[HOW TO COMPLETE THIS TASK]:
Output the entries below so that they read exactly as they do now.

[INFORMATION GIVEN]:
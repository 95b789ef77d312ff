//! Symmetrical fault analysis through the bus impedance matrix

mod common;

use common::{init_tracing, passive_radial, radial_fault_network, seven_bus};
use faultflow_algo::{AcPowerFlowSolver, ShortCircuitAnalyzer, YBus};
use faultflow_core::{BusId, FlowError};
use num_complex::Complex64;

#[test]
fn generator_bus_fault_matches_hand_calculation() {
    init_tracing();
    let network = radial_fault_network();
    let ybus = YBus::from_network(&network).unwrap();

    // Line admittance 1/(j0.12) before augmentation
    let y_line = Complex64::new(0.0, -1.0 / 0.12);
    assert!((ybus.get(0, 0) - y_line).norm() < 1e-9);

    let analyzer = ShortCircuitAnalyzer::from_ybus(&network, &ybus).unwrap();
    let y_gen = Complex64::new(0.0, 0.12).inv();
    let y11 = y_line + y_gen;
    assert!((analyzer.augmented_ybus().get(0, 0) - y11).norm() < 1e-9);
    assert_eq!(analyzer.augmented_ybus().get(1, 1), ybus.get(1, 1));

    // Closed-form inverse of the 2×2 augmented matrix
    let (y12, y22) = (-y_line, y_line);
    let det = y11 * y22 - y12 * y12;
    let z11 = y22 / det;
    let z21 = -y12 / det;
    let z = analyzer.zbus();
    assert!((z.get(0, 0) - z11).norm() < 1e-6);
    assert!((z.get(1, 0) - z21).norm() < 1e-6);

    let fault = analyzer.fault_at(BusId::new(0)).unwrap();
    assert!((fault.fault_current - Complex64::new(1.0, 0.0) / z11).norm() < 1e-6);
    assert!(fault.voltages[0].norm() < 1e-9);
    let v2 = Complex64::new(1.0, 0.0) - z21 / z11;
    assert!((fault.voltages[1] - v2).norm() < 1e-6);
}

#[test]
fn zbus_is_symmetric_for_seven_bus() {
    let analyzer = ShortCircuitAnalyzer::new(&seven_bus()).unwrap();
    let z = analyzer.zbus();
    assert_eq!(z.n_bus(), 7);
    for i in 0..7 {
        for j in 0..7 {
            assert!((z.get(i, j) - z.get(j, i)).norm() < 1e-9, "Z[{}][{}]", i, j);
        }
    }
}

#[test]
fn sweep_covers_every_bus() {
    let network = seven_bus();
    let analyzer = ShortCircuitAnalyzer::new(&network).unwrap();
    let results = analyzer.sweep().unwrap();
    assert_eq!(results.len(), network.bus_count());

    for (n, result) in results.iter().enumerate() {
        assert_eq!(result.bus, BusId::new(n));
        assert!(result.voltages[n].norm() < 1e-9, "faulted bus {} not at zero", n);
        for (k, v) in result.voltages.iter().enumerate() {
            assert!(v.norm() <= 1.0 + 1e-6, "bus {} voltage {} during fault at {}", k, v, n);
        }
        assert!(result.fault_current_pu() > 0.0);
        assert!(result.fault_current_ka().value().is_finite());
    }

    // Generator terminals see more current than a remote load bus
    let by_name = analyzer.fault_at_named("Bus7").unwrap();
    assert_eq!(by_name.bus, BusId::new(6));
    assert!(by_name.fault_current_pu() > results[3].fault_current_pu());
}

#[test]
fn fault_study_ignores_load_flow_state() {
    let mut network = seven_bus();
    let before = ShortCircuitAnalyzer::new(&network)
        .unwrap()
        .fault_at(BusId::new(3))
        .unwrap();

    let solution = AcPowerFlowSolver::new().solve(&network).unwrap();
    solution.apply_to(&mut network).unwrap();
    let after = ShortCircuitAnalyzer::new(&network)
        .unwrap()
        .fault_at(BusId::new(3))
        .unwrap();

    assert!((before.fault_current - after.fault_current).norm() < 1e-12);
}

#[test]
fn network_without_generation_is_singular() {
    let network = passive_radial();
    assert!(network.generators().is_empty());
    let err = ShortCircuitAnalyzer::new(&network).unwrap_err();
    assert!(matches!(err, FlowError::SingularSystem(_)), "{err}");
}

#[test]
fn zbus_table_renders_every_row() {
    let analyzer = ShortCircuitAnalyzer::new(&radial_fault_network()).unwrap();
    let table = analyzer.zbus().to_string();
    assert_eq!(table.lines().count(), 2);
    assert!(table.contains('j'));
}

[ANSWER BELOW]:
repository 95b789ef77d312ff
//! Symmetrical fault analysis through the bus impedance matrix

mod common;

use common::{init_tracing, passive_radial, radial_fault_network, seven_bus};
use faultflow_algo::{AcPowerFlowSolver, ShortCircuitAnalyzer, YBus};
use faultflow_core::{BusId, FlowError};
use num_complex::Complex64;

#[test]
fn generator_bus_fault_matches_hand_calculation() {
    init_tracing();
    let network = radial_fault_network();
    let ybus = YBus::from_network(&network).unwrap();

    // Line admittance 1/(j0.12) before augmentation
    let y_line = Complex64::new(0.0, -1.0 / 0.12);
    assert!((ybus.get(0, 0) - y_line).norm() < 1e-9);

    let analyzer = ShortCircuitAnalyzer::from_ybus(&network, &ybus).unwrap();
    let y_gen = Complex64::new(0.0, 0.12).inv();
    let y11 = y_line + y_gen;
    assert!((analyzer.augmented_ybus().get(0, 0) - y11).norm() < 1e-9);
    assert_eq!(analyzer.augmented_ybus().get(1, 1), ybus.get(1, 1));

    // Closed-form inverse of the 2×2 augmented matrix
    let (y12, y22) = (-y_line, y_line);
    let det = y11 * y22 - y12 * y12;
    let z11 = y22 / det;
    let z21 = -y12 / det;
    let z = analyzer.zbus();
    assert!((z.get(0, 0) - z11).norm() < 1e-6);
    assert!((z.get(1, 0) - z21).norm() < 1e-6);

    let fault = analyzer.fault_at(BusId::new(0)).unwrap();
    assert!((fault.fault_current - Complex64::new(1.0, 0.0) / z11).norm() < 1e-6);
    assert!(fault.voltages[0].norm() < 1e-9);
    let v2 = Complex64::new(1.0, 0.0) - z21 / z11;
    assert!((fault.voltages[1] - v2).norm() < 1e-6);
}

#[test]
fn zbus_is_symmetric_for_seven_bus() {
    let analyzer = ShortCircuitAnalyzer::new(&seven_bus()).unwrap();
    let z = analyzer.zbus();
    assert_eq!(z.n_bus(), 7);
    for i in 0..7 {
        for j in 0..7 {
            assert!((z.get(i, j) - z.get(j, i)).norm() < 1e-9, "Z[{}][{}]", i, j);
        }
    }
}

#[test]
fn sweep_covers_every_bus() {
    let network = seven_bus();
    let analyzer = ShortCircuitAnalyzer::new(&network).unwrap();
    let results = analyzer.sweep().unwrap();
    assert_eq!(results.len(), network.bus_count());

    for (n, result) in results.iter().enumerate() {
        assert_eq!(result.bus, BusId::new(n));
        assert!(result.voltages[n].norm() < 1e-9, "faulted bus {} not at zero", n);
        for (k, v) in result.voltages.iter().enumerate() {
            assert!(v.norm() <= 1.0 + 1e-6, "bus {} voltage {} during fault at {}", k, v, n);
        }
        assert!(result.fault_current_pu() > 0.0);
        assert!(result.fault_current_ka().value().is_finite());
    }

    // Generator terminals see more current than a remote load bus
    let by_name = analyzer.fault_at_named("Bus7").unwrap();
    assert_eq!(by_name.bus, BusId::new(6));
    assert!(by_name.fault_current_pu() > results[3].fault_current_pu());
}

#[test]
fn fault_study_ignores_load_flow_state() {
    let mut network = seven_bus();
    let before = ShortCircuitAnalyzer::new(&network)
        .unwrap()
        .fault_at(BusId::new(3))
        .unwrap();

    let solution = AcPowerFlowSolver::new().solve(&network).unwrap();
    solution.apply_to(&mut network).unwrap();
    let after = ShortCircuitAnalyzer::new(&network)
        .unwrap()
        .fault_at(BusId::new(3))
        .unwrap();

    assert!((before.fault_current - after.fault_current).norm() < 1e-12);
}

#[test]
fn network_without_generation_is_singular() {
    let network = passive_radial();
    assert!(network.generators().is_empty());
    let err = ShortCircuitAnalyzer::new(&network).unwrap_err();
    assert!(matches!(err, FlowError::SingularSystem(_)), "{err}");
}

#[test]
fn zbus_table_renders_every_row() {
    let analyzer = ShortCircuitAnalyzer::new(&radial_fault_network()).unwrap();
    let table = analyzer.zbus().to_string();
    assert_eq!(table.lines().count(), 2);
    assert!(table.contains('j'));
}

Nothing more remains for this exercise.